О том, что Ельцин тяжело болен и ему не под силу пройти через вторые выборы, писали тогда многие газеты. Это была как бы информационная аксиома 96-го года.
Борис Николаевич обстоятельно попытался оценить свое физическое состояние. Сам, без помощи врачей. Главной составляющей его здоровья по-прежнему была воля. Этот волевой импульс был по-прежнему настолько могучим, насколько было нужно. И еще: непрерывная работа, жесткий контроль над собой, никаких вредных привычек.
И, наконец, третий важнейший лейтмотив разбираемого нами отрывка из его мемуаров: одиночество. Ельцин, конечно, не считал себя одиноким по-человечески. Рядом с ним замечательная семья, его окружали верные, преданные люди. Откуда же тогда эти отчаянные нотки в его признании («ближайшие друзья» — уже нашли тебе замену, как стая, которая исподволь, постепенно намечает нового вожака; наконец, отвернулись от тебя и те, на кого ты всегда опирался, кто был твоим последним рубежом, резервом — духовные лидеры нации»)? Кого он имеет в виду?

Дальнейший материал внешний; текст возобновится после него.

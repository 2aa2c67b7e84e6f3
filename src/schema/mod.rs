//! Schema module — registered element types and their members.
//!
//! Projections never inspect values to discover members. Every type a query
//! can touch is registered up front with its members in declaration order
//! and its key members, and lookups go through the cached [`MemberResolver`].
//!
//! Registries can be built in code or loaded from a file:
//!
//! ```toml
//! [[types]]
//! name = "Company"
//! keys = ["Id"]
//! members = [
//!     { name = "Id", type = "int" },
//!     { name = "Name", type = "string" },
//!     { name = "Employees", type = "List<Employee>" },
//! ]
//! ```

pub mod resolver;
pub mod type_ref;

use indexmap::IndexMap;
use serde::{Deserialize, Serialize};
use std::fs;
use std::path::Path;
use std::sync::Arc;
use tracing::debug;

use crate::error::{ProjectionError, Result};

pub use resolver::{MemberEntry, MemberResolver};
pub use type_ref::{CollectionKind, ScalarKind, TypeRef};

/// A declared member of a registered type.
#[derive(Debug, Clone, PartialEq, Serialize, Deserialize)]
pub struct MemberDescriptor {
    pub name: String,
    #[serde(rename = "type")]
    pub ty: TypeRef,
}

/// A registered record type.
#[derive(Debug, Clone, PartialEq, Serialize, Deserialize)]
pub struct TypeDescriptor {
    pub name: String,
    #[serde(default)]
    pub members: Vec<MemberDescriptor>,
    /// Identity members that every projection of this type must fetch.
    #[serde(default)]
    pub keys: Vec<String>,
}

impl TypeDescriptor {
    pub fn new(name: impl Into<String>) -> Self {
        Self {
            name: name.into(),
            members: Vec::new(),
            keys: Vec::new(),
        }
    }

    pub fn member(mut self, name: impl Into<String>, ty: TypeRef) -> Self {
        self.members.push(MemberDescriptor {
            name: name.into(),
            ty,
        });
        self
    }

    /// Add a member from its textual type, e.g. `"List<Employee>"`.
    pub fn key(mut self, name: impl Into<String>) -> Self {
        self.keys.push(name.into());
        self
    }
}

#[derive(Deserialize)]
struct RegistryFile {
    #[serde(default)]
    types: Vec<TypeDescriptor>,
}

struct RegisteredType {
    descriptor: TypeDescriptor,
    entries: Vec<Arc<MemberEntry>>,
}

/// The set of types projections are compiled against.
///
/// Shared across requests behind an `Arc`; the member cache inside is safe
/// to populate concurrently.
pub struct TypeRegistry {
    types: IndexMap<String, RegisteredType>,
    resolver: MemberResolver,
}

impl TypeRegistry {
    /// Register `types`, checking names are unique and every referenced
    /// object type is itself registered.
    pub fn new(types: Vec<TypeDescriptor>) -> Result<Self> {
        let mut registered = IndexMap::with_capacity(types.len());

        for descriptor in types {
            if type_ref::is_keyword(&descriptor.name) {
                return Err(ProjectionError::InvalidTypeRef {
                    input: descriptor.name,
                    message: "type name is a built-in type keyword".to_string(),
                });
            }
            if registered.contains_key(&descriptor.name) {
                return Err(ProjectionError::DuplicateType(descriptor.name));
            }
            let entries = descriptor
                .members
                .iter()
                .enumerate()
                .map(|(index, member)| {
                    Arc::new(MemberEntry {
                        declaring_type: descriptor.name.clone(),
                        name: member.name.clone(),
                        ty: member.ty.clone(),
                        index,
                    })
                })
                .collect();
            registered.insert(
                descriptor.name.clone(),
                RegisteredType {
                    descriptor,
                    entries,
                },
            );
        }

        for ty in registered.values() {
            for member in &ty.descriptor.members {
                for name in member.ty.referenced_objects() {
                    if !registered.contains_key(name) {
                        return Err(ProjectionError::UnknownType(format!(
                            "{} (referenced by {}.{})",
                            name, ty.descriptor.name, member.name
                        )));
                    }
                }
            }
        }

        debug!(types = registered.len(), "type registry built");

        Ok(Self {
            types: registered,
            resolver: MemberResolver::new(),
        })
    }

    /// Load a registry file. The format follows the extension:
    /// `.toml`, `.yaml`/`.yml`, or `.json`.
    pub fn load(path: &Path) -> Result<Self> {
        let content = fs::read_to_string(path)?;
        match path.extension().and_then(|e| e.to_str()) {
            Some("toml") => Self::from_toml_str(&content),
            Some("yaml") | Some("yml") => Self::from_yaml_str(&content),
            Some("json") => Self::from_json_str(&content),
            other => Err(ProjectionError::Config(format!(
                "unsupported registry format: {}",
                other.unwrap_or("<none>")
            ))),
        }
    }

    pub fn from_toml_str(content: &str) -> Result<Self> {
        let file: RegistryFile =
            toml::from_str(content).map_err(|e| ProjectionError::Config(e.to_string()))?;
        Self::new(file.types)
    }

    pub fn from_yaml_str(content: &str) -> Result<Self> {
        let file: RegistryFile =
            serde_yaml::from_str(content).map_err(|e| ProjectionError::Config(e.to_string()))?;
        Self::new(file.types)
    }

    pub fn from_json_str(content: &str) -> Result<Self> {
        let file: RegistryFile = serde_json::from_str(content)?;
        Self::new(file.types)
    }

    pub fn get(&self, name: &str) -> Option<&TypeDescriptor> {
        self.types.get(name).map(|t| &t.descriptor)
    }

    pub fn require(&self, name: &str) -> Result<&TypeDescriptor> {
        self.get(name)
            .ok_or_else(|| ProjectionError::UnknownType(name.to_string()))
    }

    pub fn types(&self) -> impl Iterator<Item = &TypeDescriptor> {
        self.types.values().map(|t| &t.descriptor)
    }

    pub fn len(&self) -> usize {
        self.types.len()
    }

    pub fn is_empty(&self) -> bool {
        self.types.is_empty()
    }

    /// Resolve a path segment against a registered type. Unknown types and
    /// unmatched segments both come back as `None`.
    pub fn resolve(&self, type_name: &str, segment: &str) -> Option<Arc<MemberEntry>> {
        let ty = self.types.get(type_name)?;
        self.resolver.resolve(type_name, &ty.entries, segment)
    }

    /// Key members declared for `type_name`.
    pub fn keys(&self, type_name: &str) -> &[String] {
        self.get(type_name).map(|d| d.keys.as_slice()).unwrap_or(&[])
    }

    pub fn resolver(&self) -> &MemberResolver {
        &self.resolver
    }
}

impl std::fmt::Debug for TypeRegistry {
    fn fmt(&self, f: &mut std::fmt::Formatter<'_>) -> std::fmt::Result {
        f.debug_struct("TypeRegistry")
            .field("types", &self.types.keys().collect::<Vec<_>>())
            .field("cached_lookups", &self.resolver.cached_len())
            .finish()
    }
}

#[cfg(test)]
mod tests {
    use super::*;

    const REGISTRY: &str = r#"
[[types]]
name = "Company"
keys = ["Id"]
members = [
    { name = "Id", type = "int" },
    { name = "Name", type = "string" },
    { name = "Employees", type = "List<Employee>" },
]

[[types]]
name = "Employee"
members = [
    { name = "Name", type = "string" },
    { name = "Manager", type = "Employee?" },
]
"#;

    #[test]
    fn test_load_toml_registry() {
        let registry = TypeRegistry::from_toml_str(REGISTRY).unwrap();
        assert_eq!(registry.len(), 2);

        let company = registry.get("Company").unwrap();
        assert_eq!(company.members.len(), 3);
        assert_eq!(company.keys, vec!["Id".to_string()]);
        assert_eq!(
            company.members[2].ty,
            TypeRef::list_of(TypeRef::object("Employee"))
        );
    }

    #[test]
    fn test_unknown_reference_rejected() {
        let result = TypeRegistry::new(vec![TypeDescriptor::new("Company")
            .member("Owner", TypeRef::object("Person"))]);
        assert!(matches!(result, Err(ProjectionError::UnknownType(_))));
    }

    #[test]
    fn test_keyword_type_name_rejected() {
        let content = r#"
[[types]]
name = "Order"
members = [{ name = "Placed", type = "Timestamp" }]

[[types]]
name = "Timestamp"
members = [{ name = "Seconds", type = "int" }]
"#;
        let err = TypeRegistry::from_toml_str(content).unwrap_err();
        match err {
            ProjectionError::InvalidTypeRef { input, .. } => assert_eq!(input, "Timestamp"),
            other => panic!("unexpected error: {:?}", other),
        }
    }

    #[test]
    fn test_duplicate_type_rejected() {
        let result = TypeRegistry::new(vec![
            TypeDescriptor::new("Company"),
            TypeDescriptor::new("Company"),
        ]);
        assert!(matches!(result, Err(ProjectionError::DuplicateType(_))));
    }

    #[test]
    fn test_resolve_through_registry() {
        let registry = TypeRegistry::from_toml_str(REGISTRY).unwrap();

        let entry = registry.resolve("Employee", "manager").unwrap();
        assert_eq!(entry.name, "Manager");
        assert_eq!(entry.declaring_type, "Employee");

        assert!(registry.resolve("Employee", "salary").is_none());
        assert!(registry.resolve("Nobody", "name").is_none());
    }

    #[test]
    fn test_load_from_file_by_extension() {
        let dir = tempfile::tempdir().unwrap();

        let toml_path = dir.path().join("types.toml");
        fs::write(&toml_path, REGISTRY).unwrap();
        assert_eq!(TypeRegistry::load(&toml_path).unwrap().len(), 2);

        let yaml_path = dir.path().join("types.yaml");
        fs::write(
            &yaml_path,
            "types:\n  - name: Tag\n    members:\n      - { name: Label, type: string }\n",
        )
        .unwrap();
        assert_eq!(TypeRegistry::load(&yaml_path).unwrap().len(), 1);

        let txt_path = dir.path().join("types.txt");
        fs::write(&txt_path, "").unwrap();
        assert!(matches!(
            TypeRegistry::load(&txt_path),
            Err(ProjectionError::Config(_))
        ));
    }
}
//! In-memory values.
//!
//! The reference backend evaluates projections over these. A `Record` keeps
//! its members in declaration order so constructed records compare and
//! print predictably.

use chrono::{DateTime, Utc};
use indexmap::IndexMap;
use serde::{Serialize, Serializer};
use uuid::Uuid;

use crate::error::{ProjectionError, Result};
use crate::schema::{CollectionKind, ScalarKind, TypeDescriptor, TypeRef, TypeRegistry};

#[derive(Debug, Clone, PartialEq, Serialize)]
#[serde(untagged)]
pub enum Value {
    Null,
    Bool(bool),
    Int(i64),
    Float(f64),
    String(String),
    Uuid(Uuid),
    DateTime(DateTime<Utc>),
    Object(Record),
    /// Materialized array.
    Array(Vec<Value>),
    /// Materialized mutable list.
    List(Vec<Value>),
    /// Lazy sequence, as produced by mapping over a collection.
    Sequence(Vec<Value>),
}

impl Value {
    /// Zero/default value of a declared type. Every reference type defaults
    /// to `Null`.
    pub fn default_for(ty: &TypeRef) -> Value {
        match ty {
            TypeRef::Scalar(ScalarKind::Bool) => Value::Bool(false),
            TypeRef::Scalar(ScalarKind::Int) => Value::Int(0),
            TypeRef::Scalar(ScalarKind::Float) => Value::Float(0.0),
            TypeRef::Scalar(ScalarKind::Uuid) => Value::Uuid(Uuid::nil()),
            TypeRef::Scalar(ScalarKind::DateTime) => Value::DateTime(DateTime::<Utc>::default()),
            TypeRef::Scalar(ScalarKind::String)
            | TypeRef::Object(_)
            | TypeRef::Nullable(_)
            | TypeRef::Collection(..) => Value::Null,
        }
    }

    pub fn is_null(&self) -> bool {
        matches!(self, Value::Null)
    }

    pub fn as_record(&self) -> Option<&Record> {
        match self {
            Value::Object(record) => Some(record),
            _ => None,
        }
    }

    pub fn as_str(&self) -> Option<&str> {
        match self {
            Value::String(s) => Some(s),
            _ => None,
        }
    }

    /// Elements of any collection value.
    pub fn as_items(&self) -> Option<&[Value]> {
        match self {
            Value::Array(items) | Value::List(items) | Value::Sequence(items) => Some(items),
            _ => None,
        }
    }

    /// Read a member on a record; `None` for non-records and unknown members.
    pub fn member(&self, name: &str) -> Option<&Value> {
        self.as_record().and_then(|r| r.get(name))
    }

    /// Convert JSON into a value of the declared type.
    ///
    /// Object members are matched like path segments (exact case first,
    /// then case-insensitively); members missing from
    /// the JSON take their default, extra JSON keys are ignored.
    pub fn from_json(registry: &TypeRegistry, ty: &TypeRef, json: &serde_json::Value) -> Result<Value> {
        use serde_json::Value as Json;

        if json.is_null() {
            return if ty.is_reference() {
                Ok(Value::Null)
            } else {
                Err(mismatch(ty, json))
            };
        }

        match ty {
            TypeRef::Nullable(inner) => Value::from_json(registry, inner, json),
            TypeRef::Scalar(kind) => match (kind, json) {
                (ScalarKind::Bool, Json::Bool(b)) => Ok(Value::Bool(*b)),
                (ScalarKind::Int, Json::Number(n)) => {
                    n.as_i64().map(Value::Int).ok_or_else(|| mismatch(ty, json))
                }
                (ScalarKind::Float, Json::Number(n)) => {
                    n.as_f64().map(Value::Float).ok_or_else(|| mismatch(ty, json))
                }
                (ScalarKind::String, Json::String(s)) => Ok(Value::String(s.clone())),
                (ScalarKind::Uuid, Json::String(s)) => Uuid::parse_str(s)
                    .map(Value::Uuid)
                    .map_err(|e| ProjectionError::InvalidValue(e.to_string())),
                (ScalarKind::DateTime, Json::String(s)) => DateTime::parse_from_rfc3339(s)
                    .map(|dt| Value::DateTime(dt.with_timezone(&Utc)))
                    .map_err(|e| ProjectionError::InvalidValue(e.to_string())),
                _ => Err(mismatch(ty, json)),
            },
            TypeRef::Collection(kind, element) => {
                let items = json.as_array().ok_or_else(|| mismatch(ty, json))?;
                let items = items
                    .iter()
                    .map(|item| Value::from_json(registry, element, item))
                    .collect::<Result<Vec<_>>>()?;
                Ok(match kind {
                    CollectionKind::Array => Value::Array(items),
                    CollectionKind::Enumerable => Value::Sequence(items),
                    _ => Value::List(items),
                })
            }
            TypeRef::Object(name) => {
                let descriptor = registry.require(name)?;
                let object = json.as_object().ok_or_else(|| mismatch(ty, json))?;

                let mut record = Record::with_defaults(descriptor);
                for (key, value) in object {
                    let Some(member) = registry.resolve(&descriptor.name, key) else {
                        continue;
                    };
                    record.set(&member.name, Value::from_json(registry, &member.ty, value)?);
                }
                Ok(Value::Object(record))
            }
        }
    }
}

fn mismatch(ty: &TypeRef, json: &serde_json::Value) -> ProjectionError {
    ProjectionError::InvalidValue(format!("expected {}, found {}", ty, json))
}

impl From<&str> for Value {
    fn from(s: &str) -> Self {
        Value::String(s.to_string())
    }
}

impl From<String> for Value {
    fn from(s: String) -> Self {
        Value::String(s)
    }
}

impl From<i64> for Value {
    fn from(n: i64) -> Self {
        Value::Int(n)
    }
}

impl From<bool> for Value {
    fn from(b: bool) -> Self {
        Value::Bool(b)
    }
}

impl From<Record> for Value {
    fn from(record: Record) -> Self {
        Value::Object(record)
    }
}

/// An instance of a registered type.
#[derive(Debug, Clone, PartialEq)]
pub struct Record {
    pub type_name: String,
    fields: IndexMap<String, Value>,
}

impl Record {
    /// An empty record with no members set.
    pub fn new(type_name: impl Into<String>) -> Self {
        Self {
            type_name: type_name.into(),
            fields: IndexMap::new(),
        }
    }

    /// A record with every declared member at its default value.
    pub fn with_defaults(descriptor: &TypeDescriptor) -> Self {
        let fields = descriptor
            .members
            .iter()
            .map(|m| (m.name.clone(), Value::default_for(&m.ty)))
            .collect();
        Self {
            type_name: descriptor.name.clone(),
            fields,
        }
    }

    pub fn with(mut self, name: impl Into<String>, value: impl Into<Value>) -> Self {
        self.fields.insert(name.into(), value.into());
        self
    }

    pub fn get(&self, name: &str) -> Option<&Value> {
        self.fields.get(name)
    }

    pub fn set(&mut self, name: &str, value: Value) {
        self.fields.insert(name.to_string(), value);
    }

    pub fn fields(&self) -> impl Iterator<Item = (&str, &Value)> {
        self.fields.iter().map(|(k, v)| (k.as_str(), v))
    }
}

impl Serialize for Record {
    fn serialize<S: Serializer>(&self, serializer: S) -> std::result::Result<S::Ok, S::Error> {
        self.fields.serialize(serializer)
    }
}
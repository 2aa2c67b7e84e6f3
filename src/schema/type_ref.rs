//! Declared member types.
//!
//! A `TypeRef` is the static shape of a member: a scalar, a registered
//! object type, a nullable wrapper, or a collection of some element type.
//! It has a compact textual form so registries can be written by hand:
//!
//! ```text
//! int            string?          Employee
//! Employee?      Employee[]       List<Employee>
//! ReadOnlyList<Employee>          Seq<int?>
//! ```

use serde::{Deserialize, Serialize};
use std::fmt;
use std::str::FromStr;

use crate::error::ProjectionError;

/// Built-in scalar kinds.
#[derive(Debug, Clone, Copy, PartialEq, Eq, Hash, Serialize, Deserialize)]
#[serde(rename_all = "lowercase")]
pub enum ScalarKind {
    Bool,
    Int,
    Float,
    String,
    Uuid,
    DateTime,
}

impl ScalarKind {
    fn from_keyword(word: &str) -> Option<Self> {
        match word.to_ascii_lowercase().as_str() {
            "bool" | "boolean" => Some(ScalarKind::Bool),
            "int" | "integer" | "long" | "i32" | "i64" => Some(ScalarKind::Int),
            "float" | "double" | "decimal" | "f32" | "f64" => Some(ScalarKind::Float),
            "string" | "str" => Some(ScalarKind::String),
            "uuid" => Some(ScalarKind::Uuid),
            "datetime" | "timestamp" => Some(ScalarKind::DateTime),
            _ => None,
        }
    }

    /// Strings are references; every other scalar is a value type.
    pub fn is_reference(self) -> bool {
        matches!(self, ScalarKind::String)
    }
}

impl fmt::Display for ScalarKind {
    fn fmt(&self, f: &mut fmt::Formatter<'_>) -> fmt::Result {
        let s = match self {
            ScalarKind::Bool => "bool",
            ScalarKind::Int => "int",
            ScalarKind::Float => "float",
            ScalarKind::String => "string",
            ScalarKind::Uuid => "uuid",
            ScalarKind::DateTime => "datetime",
        };
        write!(f, "{}", s)
    }
}

/// Container kind of a collection-valued member.
#[derive(Debug, Clone, Copy, PartialEq, Eq, Hash, Serialize, Deserialize)]
pub enum CollectionKind {
    /// `T[]`
    Array,
    /// `List<T>` / `Vec<T>`
    List,
    /// `ReadOnlyList<T>`
    ReadOnlyList,
    /// `Collection<T>`
    Collection,
    /// `ReadOnlyCollection<T>`
    ReadOnlyCollection,
    /// `Seq<T>`, the lazy sequence shape
    Enumerable,
    /// `Set<T>` / `HashSet<T>`
    Set,
}

impl CollectionKind {
    fn from_keyword(word: &str) -> Option<Self> {
        match word.to_ascii_lowercase().as_str() {
            "list" | "vec" => Some(CollectionKind::List),
            "readonlylist" => Some(CollectionKind::ReadOnlyList),
            "collection" => Some(CollectionKind::Collection),
            "readonlycollection" => Some(CollectionKind::ReadOnlyCollection),
            "seq" | "enumerable" => Some(CollectionKind::Enumerable),
            "set" | "hashset" => Some(CollectionKind::Set),
            _ => None,
        }
    }

    fn generic_name(self) -> &'static str {
        match self {
            CollectionKind::Array => "Array",
            CollectionKind::List => "List",
            CollectionKind::ReadOnlyList => "ReadOnlyList",
            CollectionKind::Collection => "Collection",
            CollectionKind::ReadOnlyCollection => "ReadOnlyCollection",
            CollectionKind::Enumerable => "Seq",
            CollectionKind::Set => "Set",
        }
    }
}

/// Declared type of a member.
#[derive(Debug, Clone, PartialEq, Eq, Hash, Serialize, Deserialize)]
#[serde(try_from = "String", into = "String")]
pub enum TypeRef {
    Scalar(ScalarKind),
    /// A registered object type, by name.
    Object(String),
    Nullable(Box<TypeRef>),
    Collection(CollectionKind, Box<TypeRef>),
}

impl TypeRef {
    pub fn object(name: impl Into<String>) -> Self {
        TypeRef::Object(name.into())
    }

    /// Wrap in `Nullable`; nullable of nullable collapses.
    pub fn nullable(inner: TypeRef) -> Self {
        match inner {
            TypeRef::Nullable(_) => inner,
            other => TypeRef::Nullable(Box::new(other)),
        }
    }

    pub fn collection(kind: CollectionKind, element: TypeRef) -> Self {
        TypeRef::Collection(kind, Box::new(element))
    }

    pub fn list_of(element: TypeRef) -> Self {
        TypeRef::collection(CollectionKind::List, element)
    }

    pub fn array_of(element: TypeRef) -> Self {
        TypeRef::collection(CollectionKind::Array, element)
    }

    /// Whether a value of this type may hold the null sentinel.
    ///
    /// Value-typed scalars are the only non-reference types; a nullable
    /// wrapper around one is treated as a reference.
    pub fn is_reference(&self) -> bool {
        match self {
            TypeRef::Scalar(kind) => kind.is_reference(),
            TypeRef::Object(_) | TypeRef::Nullable(_) | TypeRef::Collection(..) => true,
        }
    }

    /// The type with any nullable wrapper removed.
    pub fn underlying(&self) -> &TypeRef {
        match self {
            TypeRef::Nullable(inner) => inner.underlying(),
            other => other,
        }
    }

    /// Name of the object type this resolves to, looking through `Nullable`.
    pub fn object_name(&self) -> Option<&str> {
        match self.underlying() {
            TypeRef::Object(name) => Some(name),
            _ => None,
        }
    }

    /// Every object type name mentioned anywhere in this type.
    pub fn referenced_objects(&self) -> Vec<&str> {
        match self {
            TypeRef::Scalar(_) => Vec::new(),
            TypeRef::Object(name) => vec![name.as_str()],
            TypeRef::Nullable(inner) | TypeRef::Collection(_, inner) => inner.referenced_objects(),
        }
    }
}

impl fmt::Display for TypeRef {
    fn fmt(&self, f: &mut fmt::Formatter<'_>) -> fmt::Result {
        match self {
            TypeRef::Scalar(kind) => write!(f, "{}", kind),
            TypeRef::Object(name) => write!(f, "{}", name),
            TypeRef::Nullable(inner) => write!(f, "{}?", inner),
            TypeRef::Collection(CollectionKind::Array, element) => write!(f, "{}[]", element),
            TypeRef::Collection(kind, element) => {
                write!(f, "{}<{}>", kind.generic_name(), element)
            }
        }
    }
}

impl From<TypeRef> for String {
    fn from(ty: TypeRef) -> Self {
        ty.to_string()
    }
}

/// Whether `name` is a built-in scalar or container keyword, and so cannot
/// name a registered object type.
pub fn is_keyword(name: &str) -> bool {
    ScalarKind::from_keyword(name).is_some() || CollectionKind::from_keyword(name).is_some()
}

impl TryFrom<String> for TypeRef {
    type Error = ProjectionError;

    fn try_from(value: String) -> Result<Self, Self::Error> {
        value.parse()
    }
}

impl FromStr for TypeRef {
    type Err = ProjectionError;

    fn from_str(s: &str) -> Result<Self, Self::Err> {
        let mut parser = Parser::new(s);
        let ty = parser.parse_type()?;
        parser.skip_whitespace();
        if parser.peek().is_some() {
            return Err(parser.error("unexpected trailing input"));
        }
        Ok(ty)
    }
}

struct Parser<'a> {
    chars: std::iter::Peekable<std::str::CharIndices<'a>>,
    input: &'a str,
    pos: usize,
}

impl<'a> Parser<'a> {
    fn new(input: &'a str) -> Self {
        Self {
            chars: input.char_indices().peekable(),
            input,
            pos: 0,
        }
    }

    fn peek(&mut self) -> Option<char> {
        self.chars.peek().map(|(_, c)| *c)
    }

    fn next(&mut self) -> Option<char> {
        self.chars.next().map(|(i, c)| {
            self.pos = i + c.len_utf8();
            c
        })
    }

    fn skip_whitespace(&mut self) {
        while self.peek().map_or(false, char::is_whitespace) {
            self.next();
        }
    }

    fn expect(&mut self, expected: char) -> Result<(), ProjectionError> {
        self.skip_whitespace();
        match self.next() {
            Some(c) if c == expected => Ok(()),
            _ => Err(self.error(&format!("expected '{}' at {}", expected, self.pos))),
        }
    }

    fn error(&self, msg: &str) -> ProjectionError {
        ProjectionError::InvalidTypeRef {
            input: self.input.to_string(),
            message: msg.to_string(),
        }
    }

    /// type := base ('?' | '[]')*
    fn parse_type(&mut self) -> Result<TypeRef, ProjectionError> {
        let mut ty = self.parse_base()?;

        loop {
            self.skip_whitespace();
            match self.peek() {
                Some('?') => {
                    self.next();
                    ty = TypeRef::nullable(ty);
                }
                Some('[') => {
                    self.next();
                    self.expect(']')?;
                    ty = TypeRef::array_of(ty);
                }
                _ => break,
            }
        }

        Ok(ty)
    }

    /// base := ident ('<' type '>')?
    fn parse_base(&mut self) -> Result<TypeRef, ProjectionError> {
        self.skip_whitespace();
        let ident = self.parse_ident()?;

        self.skip_whitespace();
        if self.peek() == Some('<') {
            self.next();
            let kind = CollectionKind::from_keyword(&ident)
                .ok_or_else(|| self.error(&format!("unknown collection type '{}'", ident)))?;
            let element = self.parse_type()?;
            self.expect('>')?;
            return Ok(TypeRef::collection(kind, element));
        }

        if let Some(kind) = ScalarKind::from_keyword(&ident) {
            return Ok(TypeRef::Scalar(kind));
        }
        if CollectionKind::from_keyword(&ident).is_some() {
            return Err(self.error(&format!("'{}' needs an element type", ident)));
        }
        Ok(TypeRef::Object(ident))
    }

    fn parse_ident(&mut self) -> Result<String, ProjectionError> {
        let mut ident = String::new();
        while let Some(c) = self.peek() {
            if c.is_alphanumeric() || c == '_' {
                ident.push(c);
                self.next();
            } else {
                break;
            }
        }
        if ident.is_empty() {
            return Err(self.error(&format!("expected a type name at {}", self.pos)));
        }
        Ok(ident)
    }
}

В начале января Ельцин отправляет в отставку Анатолия Чубайса. Причем с довольно странной формулировкой: «Из-за низкой требовательности»… Это у Чубайса-то низкая требовательность?! Пожалуй, наоборот. Чубайс отвечал в правительстве за финансовый блок, нажил себе немало врагов, вышибая налоги из сырьевых монополистов, чтобы наполнить бюджет. Жестко контролировал финансовые органы, требуя вовремя выплачивать проценты по международным долгам — чтобы поднять уровень доверия к России у кредиторов. Чубайс, несмотря на сопротивление Верховного Совета, сумел закончить первый этап приватизации. Золотовалютные запасы, наконец, впервые в новой российской истории начали расти, хотя и составляли всего 12 миллиардов долларов.